WHAT YOU ARE ASKED TO DO. Could you repeat the records shown below exactly as written?

RECORDED DATA.
§ §
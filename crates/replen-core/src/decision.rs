//! 補貨決策模型

use rust_decimal::Decimal;
use serde::{Deserialize, Serialize};

/// 單一產品的補貨決策
///
/// 每次計算重新產生，建立後不再修改。
#[derive(Debug, Clone, PartialEq, Eq, Serialize, Deserialize)]
pub struct ReorderDecision {
    pub product_id: String,
    pub supplier_id: String,
    pub supplier_name: String,

    /// 現有庫存
    pub qty_on_hand: u64,

    /// 日均需求（可能為預設值）
    pub avg_daily_units: Decimal,

    /// 日需求標準差（可能為預設值）
    pub std_daily_units: Decimal,

    /// 需求統計是否使用了預設值
    pub demand_defaulted: bool,

    /// 提前期（天）
    pub lead_time_days: u32,

    /// 最小訂購量
    pub min_order_qty: u64,

    /// 安全庫存
    pub safety_stock: u64,

    /// 再訂購點
    pub reorder_point: u64,

    /// 現有庫存是否低於再訂購點（嚴格小於）
    pub below_reorder_point: bool,

    /// 未套用最小訂購量前的訂購量
    pub raw_order_quantity: u64,

    /// 建議訂購量；僅在低於再訂購點時非零
    pub suggested_order_quantity: u64,
}

impl ReorderDecision {
    /// 是否需要下單
    pub fn needs_reorder(&self) -> bool {
        self.suggested_order_quantity > 0
    }

    /// 庫存與再訂購點的差距（正值表示缺口）
    pub fn shortfall(&self) -> i128 {
        i128::from(self.reorder_point) - i128::from(self.qty_on_hand)
    }
}

#[cfg(test)]
mod tests {
    use super::*;

    fn decision(qty_on_hand: u64, suggested: u64) -> ReorderDecision {
        ReorderDecision {
            product_id: "1".to_string(),
            supplier_id: "S1".to_string(),
            supplier_name: "Supplier 1".to_string(),
            qty_on_hand,
            avg_daily_units: Decimal::from(5),
            std_daily_units: Decimal::from(2),
            demand_defaulted: false,
            lead_time_days: 7,
            min_order_qty: 20,
            safety_stock: 9,
            reorder_point: 44,
            below_reorder_point: qty_on_hand < 44,
            raw_order_quantity: suggested,
            suggested_order_quantity: suggested,
        }
    }

    #[test]
    fn test_needs_reorder() {
        assert!(decision(30, 49).needs_reorder());
        assert!(!decision(50, 0).needs_reorder());
    }

    #[test]
    fn test_shortfall() {
        assert_eq!(decision(30, 49).shortfall(), 14);
        assert_eq!(decision(50, 0).shortfall(), -6);
    }

    #[test]
    fn test_serialize_json() {
        let json = serde_json::to_value(decision(30, 49)).unwrap();
        assert_eq!(json["product_id"], "1");
        assert_eq!(json["suggested_order_quantity"], 49);
        assert_eq!(json["below_reorder_point"], true);
    }
}
//! 策略參數：TOML 配置檔加命令列覆寫

use std::path::{Path, PathBuf};

use anyhow::Context;
use clap::Args;
use replen_core::PolicyConfig;

/// 計算類指令共用參數
#[derive(Debug, Clone, Args)]
pub struct PolicyArgs {
    /// 原始資料目錄
    #[arg(long, default_value = "data/raw")]
    pub data: PathBuf,

    /// 策略配置檔（TOML）
    #[arg(long)]
    pub config: Option<PathBuf>,

    /// 目標服務水準，覆寫配置檔
    #[arg(long)]
    pub service_level: Option<f64>,

    /// 檢視週期（天），覆寫配置檔
    #[arg(long)]
    pub review_period: Option<u32>,

    /// 循序計算
    #[arg(long)]
    pub sequential: bool,
}

/// 讀取配置檔
pub fn load_config_file(path: &Path) -> anyhow::Result<PolicyConfig> {
    let text = std::fs::read_to_string(path)
        .with_context(|| format!("無法讀取配置檔 {}", path.display()))?;
    toml::from_str(&text).with_context(|| format!("配置檔格式錯誤 {}", path.display()))
}

/// 合併配置檔與命令列覆寫
pub fn resolve_policy(args: &PolicyArgs) -> anyhow::Result<PolicyConfig> {
    let mut config = match &args.config {
        Some(path) => load_config_file(path)?,
        None => PolicyConfig::default(),
    };

    if let Some(level) = args.service_level {
        config.service_level = level;
    }
    if let Some(days) = args.review_period {
        config.review_period_days = days;
    }
    if args.sequential {
        config.parallel = false;
    }

    config.validate().context("策略參數無效")?;
    tracing::debug!(?config, "策略參數");
    Ok(config)
}
//! 日誌初始化

use tracing_subscriber::{fmt, EnvFilter};

/// 初始化日誌
///
/// RUST_LOG 優先；未設置時預設 info，`verbose` 時為 debug。
/// 日誌寫到 stderr，stdout 只留給指令輸出。
pub fn init(verbose: bool) {
    let default_level = if verbose { "debug" } else { "info" };
    let filter =
        EnvFilter::try_from_default_env().unwrap_or_else(|_| EnvFilter::new(default_level));

    let _ = fmt()
        .with_env_filter(filter)
        .with_target(true)
        .with_line_number(true)
        .with_writer(std::io::stderr)
        .try_init();
}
§ §
EXERCISE ANSWER.
filename crates/replen-core/src/decision.rs
//! 補貨決策模型

use rust_decimal::Decimal;
use serde::{Deserialize, Serialize};

/// 單一產品的補貨決策
///
/// 每次計算重新產生，建立後不再修改。
#[derive(Debug, Clone, PartialEq, Eq, Serialize, Deserialize)]
pub struct ReorderDecision {
    pub product_id: String,
    pub supplier_id: String,
    pub supplier_name: String,

    /// 現有庫存
    pub qty_on_hand: u64,

    /// 日均需求（可能為預設值）
    pub avg_daily_units: Decimal,

    /// 日需求標準差（可能為預設值）
    pub std_daily_units: Decimal,

    /// 需求統計是否使用了預設值
    pub demand_defaulted: bool,

    /// 提前期（天）
    pub lead_time_days: u32,

    /// 最小訂購量
    pub min_order_qty: u64,

    /// 安全庫存
    pub safety_stock: u64,

    /// 再訂購點
    pub reorder_point: u64,

    /// 現有庫存是否低於再訂購點（嚴格小於）
    pub below_reorder_point: bool,

    /// 未套用最小訂購量前的訂購量
    pub raw_order_quantity: u64,

    /// 建議訂購量；僅在低於再訂購點時非零
    pub suggested_order_quantity: u64,
}

impl ReorderDecision {
    /// 是否需要下單
    pub fn needs_reorder(&self) -> bool {
        self.suggested_order_quantity > 0
    }

    /// 庫存與再訂購點的差距（正值表示缺口）
    pub fn shortfall(&self) -> i128 {
        i128::from(self.reorder_point) - i128::from(self.qty_on_hand)
    }
}

#[cfg(test)]
mod tests {
    use super::*;

    fn decision(qty_on_hand: u64, suggested: u64) -> ReorderDecision {
        ReorderDecision {
            product_id: "1".to_string(),
            supplier_id: "S1".to_string(),
            supplier_name: "Supplier 1".to_string(),
            qty_on_hand,
            avg_daily_units: Decimal::from(5),
            std_daily_units: Decimal::from(2),
            demand_defaulted: false,
            lead_time_days: 7,
            min_order_qty: 20,
            safety_stock: 9,
            reorder_point: 44,
            below_reorder_point: qty_on_hand < 44,
            raw_order_quantity: suggested,
            suggested_order_quantity: suggested,
        }
    }

    #[test]
    fn test_needs_reorder() {
        assert!(decision(30, 49).needs_reorder());
        assert!(!decision(50, 0).needs_reorder());
    }

    #[test]
    fn test_shortfall() {
        assert_eq!(decision(30, 49).shortfall(), 14);
        assert_eq!(decision(50, 0).shortfall(), -6);
    }

    #[test]
    fn test_serialize_json() {
        let json = serde_json::to_value(decision(30, 49)).unwrap();
        assert_eq!(json["product_id"], "1");
        assert_eq!(json["suggested_order_quantity"], 49);
        assert_eq!(json["below_reorder_point"], true);
    }
}
//! 策略參數：TOML 配置檔加命令列覆寫

use std::path::{Path, PathBuf};

use anyhow::Context;
use clap::Args;
use replen_core::PolicyConfig;

/// 計算類指令共用參數
#[derive(Debug, Clone, Args)]
pub struct PolicyArgs {
    /// 原始資料目錄
    #[arg(long, default_value = "data/raw")]
    pub data: PathBuf,

    /// 策略配置檔（TOML）
    #[arg(long)]
    pub config: Option<PathBuf>,

    /// 目標服務水準，覆寫配置檔
    #[arg(long)]
    pub service_level: Option<f64>,

    /// 檢視週期（天），覆寫配置檔
    #[arg(long)]
    pub review_period: Option<u32>,

    /// 循序計算
    #[arg(long)]
    pub sequential: bool,
}

/// 讀取配置檔
pub fn load_config_file(path: &Path) -> anyhow::Result<PolicyConfig> {
    let text = std::fs::read_to_string(path)
        .with_context(|| format!("無法讀取配置檔 {}", path.display()))?;
    toml::from_str(&text).with_context(|| format!("配置檔格式錯誤 {}", path.display()))
}

/// 合併配置檔與命令列覆寫
pub fn resolve_policy(args: &PolicyArgs) -> anyhow::Result<PolicyConfig> {
    let mut config = match &args.config {
        Some(path) => load_config_file(path)?,
        None => PolicyConfig::default(),
    };

    if let Some(level) = args.service_level {
        config.service_level = level;
    }
    if let Some(days) = args.review_period {
        config.review_period_days = days;
    }
    if args.sequential {
        config.parallel = false;
    }

    config.validate().context("策略參數無效")?;
    tracing::debug!(?config, "策略參數");
    Ok(config)
}
//! 日誌初始化

use tracing_subscriber::{fmt, EnvFilter};

/// 初始化日誌
///
/// RUST_LOG 優先；未設置時預設 info，`verbose` 時為 debug。
/// 日誌寫到 stderr，stdout 只留給指令輸出。
pub fn init(verbose: bool) {
    let default_level = if verbose { "debug" } else { "info" };
    let filter =
        EnvFilter::try_from_default_env().unwrap_or_else(|_| EnvFilter::new(default_level));

    let _ = fmt()
        .with_env_filter(filter)
        .with_target(true)
        .with_line_number(true)
        .with_writer(std::io::stderr)
        .try_init();
}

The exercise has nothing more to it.